Just ask Mary Miller, who along with her husband Tony, is the founder and owner of JANCOA Janitorial Services, Cincinnati. Now in their 60s, the couple is trying to figure out what the future looks like for both them and JANCOA. With a daughter and in-laws holding important positions in the company, a transition to the next generation seems to make sense. Now, it’s just planning.

“I think the most important thing is to make sure you have a great team of trusted advisors,” says Miller.

Every transition needs a good financing strategy and an advisor is the person or persons who can make sure all the numbers work, says Miller. Advisors can also sort out all of the family dynamics, something both Miller and McLemore say is an important part of the succession process. (Who gets stock and how much?
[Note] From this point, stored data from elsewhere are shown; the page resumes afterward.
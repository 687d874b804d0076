//! Thread-Safe Key-Value Store with Expiry Support
//!
//! One `HashMap` behind one `Mutex`, shared by every connection task
//! through an `Arc`. Each operation takes the lock once, so a reader never
//! sees a half-replaced entry, and the expiry check on `get` and the
//! removal it triggers happen in the same critical section.
//!
//! ## Expiry
//!
//! Entries carry an absolute deadline. Reads treat anything past its
//! deadline as absent and remove it on the spot (lazy expiry). The
//! background sweeper in [`crate::storage::expiry`] reclaims entries that
//! are never read again (active expiry). Both only ever remove an entry
//! whose own deadline has passed, so an old TTL can never delete a value
//! written by a later SET.

use bytes::Bytes;
use std::collections::HashMap;
use std::sync::atomic::{AtomicU64, Ordering};
use std::sync::{Mutex, MutexGuard, PoisonError};
use std::time::{Duration, Instant};

/// Represents a stored value with optional expiry time.
#[derive(Debug, Clone, PartialEq, Eq)]
pub struct Entry {
    /// The actual value stored
    pub value: Bytes,
    /// When this entry expires (None = never expires)
    pub expires_at: Option<Instant>,
}

impl Entry {
    /// Creates a new entry, expiring `ttl` from now if given.
    pub fn new(value: Bytes, ttl: Option<Duration>) -> Self {
        let expires_at = ttl.and_then(|ttl| Instant::now().checked_add(ttl));
        Self { value, expires_at }
    }

    /// Checks if this entry has expired as of `now`.
    #[inline]
    pub fn is_expired_at(&self, now: Instant) -> bool {
        self.expires_at.is_some_and(|exp| now >= exp)
    }

    #[inline]
    pub fn is_expired(&self) -> bool {
        self.is_expired_at(Instant::now())
    }
}

/// Snapshot of store counters.
#[derive(Debug, Clone, Copy, Default, PartialEq, Eq)]
pub struct StorageStats {
    pub keys: u64,
    pub get_ops: u64,
    pub set_ops: u64,
    pub del_ops: u64,
    pub expired: u64,
}

/// The shared key-value store.
///
/// # Example
///
/// ```
/// use minikv::storage::Store;
/// use bytes::Bytes;
/// use std::time::Duration;
///
/// let store = Store::new();
///
/// store.set(Bytes::from("name"), Bytes::from("Ariz"), None);
/// assert_eq!(store.get(b"name"), Some(Bytes::from("Ariz")));
///
/// store.set(Bytes::from("session"), Bytes::from("abc123"), Some(Duration::from_secs(60)));
/// assert!(store.delete(b"session"));
/// ```
#[derive(Debug, Default)]
pub struct Store {
    data: Mutex<HashMap<Bytes, Entry>>,

    get_count: AtomicU64,
    set_count: AtomicU64,
    del_count: AtomicU64,
    expired_count: AtomicU64,
}

impl Store {
    pub fn new() -> Self {
        Self::default()
    }

    /// Locks the map. A panic in another task cannot leave an entry
    /// half-written, so a poisoned lock is still safe to use.
    fn lock(&self) -> MutexGuard<'_, HashMap<Bytes, Entry>> {
        self.data.lock().unwrap_or_else(PoisonError::into_inner)
    }

    /// Inserts or replaces the entry for `key`.
    ///
    /// Without a TTL the new entry never expires, even if the entry it
    /// replaces had one.
    pub fn set(&self, key: Bytes, value: Bytes, ttl: Option<Duration>) {
        self.set_count.fetch_add(1, Ordering::Relaxed);

        let entry = Entry::new(value, ttl);
        self.lock().insert(key, entry);
    }

    /// Gets the value for a key.
    ///
    /// Returns `None` if the key doesn't exist or has expired. An expired
    /// entry is removed before the lock is released.
    pub fn get(&self, key: &[u8]) -> Option<Bytes> {
        self.get_count.fetch_add(1, Ordering::Relaxed);

        let mut data = self.lock();
        match data.get(key) {
            None => return None,
            Some(entry) if !entry.is_expired() => return Some(entry.value.clone()),
            Some(_) => {}
        }

        data.remove(key);
        drop(data);
        self.expired_count.fetch_add(1, Ordering::Relaxed);
        None
    }

    /// Deletes a key.
    ///
    /// Returns `true` if the key was present. Deleting a missing key is
    /// not an error.
    pub fn delete(&self, key: &[u8]) -> bool {
        self.del_count.fetch_add(1, Ordering::Relaxed);
        self.lock().remove(key).is_some()
    }

    /// Number of entries currently held, including expired entries that
    /// have not been reclaimed yet.
    pub fn len(&self) -> usize {
        self.lock().len()
    }

    pub fn is_empty(&self) -> bool {
        self.len() == 0
    }

    pub fn stats(&self) -> StorageStats {
        StorageStats {
            keys: self.len() as u64,
            get_ops: self.get_count.load(Ordering::Relaxed),
            set_ops: self.set_count.load(Ordering::Relaxed),
            del_ops: self.del_count.load(Ordering::Relaxed),
            expired: self.expired_count.load(Ordering::Relaxed),
        }
    }

    /// Removes every entry whose deadline has passed.
    ///
    /// Called by the background expiry sweeper. Returns the number of
    /// entries removed.
    pub fn cleanup_expired(&self) -> u64 {
        let now = Instant::now();

        let cleaned = {
            let mut data = self.lock();
            let before = data.len();
            data.retain(|_, entry| !entry.is_expired_at(now));
            (before - data.len()) as u64
        };

        if cleaned > 0 {
            self.expired_count.fetch_add(cleaned, Ordering::Relaxed);
        }

        cleaned
    }
}
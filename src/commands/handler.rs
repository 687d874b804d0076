//! Command Dispatcher
//!
//! Executes parsed commands against the store and builds replies.
//!
//! ## Supported Commands
//!
//! - `PING` - replies `PONG`
//! - `ECHO message [message ...]` - replies with the messages
//! - `SET key value [PX milliseconds]` - stores a value, replies `OK`
//! - `GET key` - replies with the value, or null if missing or expired
//! - `INFO` - replies `role:master`
//!
//! ## Errors
//!
//! Bad arguments produce an error reply and the connection carries on.
//! An unknown command is returned as an `Err` so the connection handler
//! can close the connection without replying.

use crate::commands::command::{Command, CommandError};
use crate::protocol::{Dialect, Frame, Reply};
use crate::storage::Store;
use bytes::Bytes;
use std::sync::Arc;
use tracing::debug;

/// Replication role reported by INFO
const INFO_REPORT: &[u8] = b"role:master";

/// Dispatches requests to the store. Cheap to clone; one per connection.
#[derive(Debug, Clone)]
pub struct CommandHandler {
    storage: Arc<Store>,
    dialect: Dialect,
}

impl CommandHandler {
    /// Creates a command handler using the legacy reply dialect.
    pub fn new(storage: Arc<Store>) -> Self {
        Self::with_dialect(storage, Dialect::default())
    }

    pub fn with_dialect(storage: Arc<Store>, dialect: Dialect) -> Self {
        Self { storage, dialect }
    }

    /// Reply dialect the connection should encode with.
    pub fn dialect(&self) -> Dialect {
        self.dialect
    }

    /// Executes one request frame.
    ///
    /// Returns `Err` only for errors that end the connection.
    pub fn execute(&self, frame: &Frame) -> Result<Reply, CommandError> {
        match Command::parse(frame) {
            Ok(command) => {
                debug!(command = command.name(), "Executing command");
                Ok(self.apply(command))
            }
            Err(e) if e.is_fatal() => Err(e),
            Err(e) => {
                debug!(error = %e, "Rejected command");
                Ok(Reply::error(e.to_string()))
            }
        }
    }

    /// Runs a validated command.
    pub fn apply(&self, command: Command) -> Reply {
        match command {
            Command::Ping => Reply::pong(),
            Command::Echo(messages) => Reply::sequence(messages),
            Command::Set { key, value, ttl } => {
                self.storage.set(key, value, ttl);
                Reply::ok()
            }
            Command::Get { key } => match self.storage.get(&key) {
                Some(value) => Reply::bulk(value),
                None => Reply::null(),
            },
            Command::Info => Reply::bulk(Bytes::from_static(INFO_REPORT)),
        }
    }
}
If you have three children, might one have been a greater help to the business than the other two?)

“Some will have multiple children, but only one of them will work (at the company) for years,” says McLemore. 
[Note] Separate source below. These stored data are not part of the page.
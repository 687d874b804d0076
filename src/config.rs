//! Server Configuration
//!
//! Built from defaults and command-line flags.
//!
//! ```text
//! minikv [--host <HOST>] [--port <PORT>] [--resp2] [--sweep-interval <MS>]
//! ```

use crate::protocol::Dialect;
use crate::storage::ExpiryConfig;
use crate::{DEFAULT_HOST, DEFAULT_PORT};
use std::time::Duration;
use thiserror::Error;

/// Server configuration
#[derive(Debug, Clone, PartialEq)]
pub struct Config {
    /// Host to bind to
    pub host: String,
    /// Port to listen on
    pub port: u16,
    /// Reply encoding
    pub dialect: Dialect,
    /// Background expiry sweeper settings
    pub expiry: ExpiryConfig,
}

/// What the binary should do after parsing its arguments.
#[derive(Debug, Clone, PartialEq)]
pub enum CliAction {
    Run(Config),
    Help,
    Version,
}

#[derive(Debug, Error, Clone, PartialEq, Eq)]
pub enum ConfigError {
    #[error("{0} requires a value")]
    MissingValue(String),

    #[error("invalid value for {flag}: {value:?}")]
    InvalidValue { flag: String, value: String },

    #[error("unknown argument: {0}")]
    UnknownArgument(String),
}

impl Default for Config {
    fn default() -> Self {
        Self {
            host: DEFAULT_HOST.to_string(),
            port: DEFAULT_PORT,
            dialect: Dialect::default(),
            expiry: ExpiryConfig::default(),
        }
    }
}

impl Config {
    /// Parses command-line arguments (without the program name).
    pub fn from_args<I, T>(args: I) -> Result<CliAction, ConfigError>
    where
        I: IntoIterator<Item = T>,
        T: Into<String>,
    {
        let mut config = Config::default();
        let mut args = args.into_iter().map(Into::into);

        while let Some(arg) = args.next() {
            match arg.as_str() {
                "--host" | "-h" => {
                    config.host = value_for(&arg, args.next())?;
                }
                "--port" | "-p" => {
                    let value = value_for(&arg, args.next())?;
                    config.port = parse_value(&arg, value)?;
                }
                "--resp2" => config.dialect = Dialect::Resp2,
                "--sweep-interval" => {
                    let value = value_for(&arg, args.next())?;
                    let ms: u64 = parse_value(&arg, value.clone())?;
                    let interval = Duration::from_millis(ms);
                    if interval < config.expiry.min_interval {
                        return Err(ConfigError::InvalidValue { flag: arg, value });
                    }
                    config.expiry.base_interval = interval;
                }
                "--help" => return Ok(CliAction::Help),
                "--version" | "-v" => return Ok(CliAction::Version),
                _ => return Err(ConfigError::UnknownArgument(arg)),
            }
        }

        Ok(CliAction::Run(config))
    }

    /// Returns the bind address as a string
    pub fn bind_address(&self) -> String {
        format!("{}:{}", self.host, self.port)
    }
}

fn value_for(flag: &str, value: Option<String>) -> Result<String, ConfigError> {
    value.ok_or_else(|| ConfigError::MissingValue(flag.to_string()))
}

fn parse_value<T: std::str::FromStr>(flag: &str, value: String) -> Result<T, ConfigError> {
    value.parse().map_err(|_| ConfigError::InvalidValue {
        flag: flag.to_string(),
        value,
    })
}

/// Usage text printed for `--help`.
pub fn help_text() -> String {
    format!(
        r#"
minikv {} - A minimal Redis-like key-value server

USAGE:
    minikv [OPTIONS]

OPTIONS:
    -h, --host <HOST>           Host to bind to (default: {})
    -p, --port <PORT>           Port to listen on (default: {})
        --resp2                 Always send arrays for ECHO and native error replies
        --sweep-interval <MS>   Starting interval of the expiry sweeper, at least 10 (default: 100)
    -v, --version               Print version information
        --help                  Print this help message

LOGGING:
    Set RUST_LOG to control verbosity, e.g. RUST_LOG=minikv=debug
"#,
        crate::VERSION,
        DEFAULT_HOST,
        DEFAULT_PORT
    )
}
He adds that if such a situation arises and all the kids get equal amounts when the business is passed down, the one who committed more might have some hard feelings. It’s because of situations like this that a quality succession plan is vital.

Advisors also help families to get out of less-than-ideal situations. Take for example a situation where owners are ready to retire, but the successor needs a little (or a lot) more seasoning. An advisor or strategic business manager can come in during the transition to smooth things over until the heir is ready to lead.

BSC owners should also be wary of forcing any situation. If it appears that the family member or members that the owner always hoped would take over just doesn’t have the ability to lead, there’s no harm in looking at other options.

As Miller says, its more important that a BSC has talented workers lined up to take over than it is to preserve a status.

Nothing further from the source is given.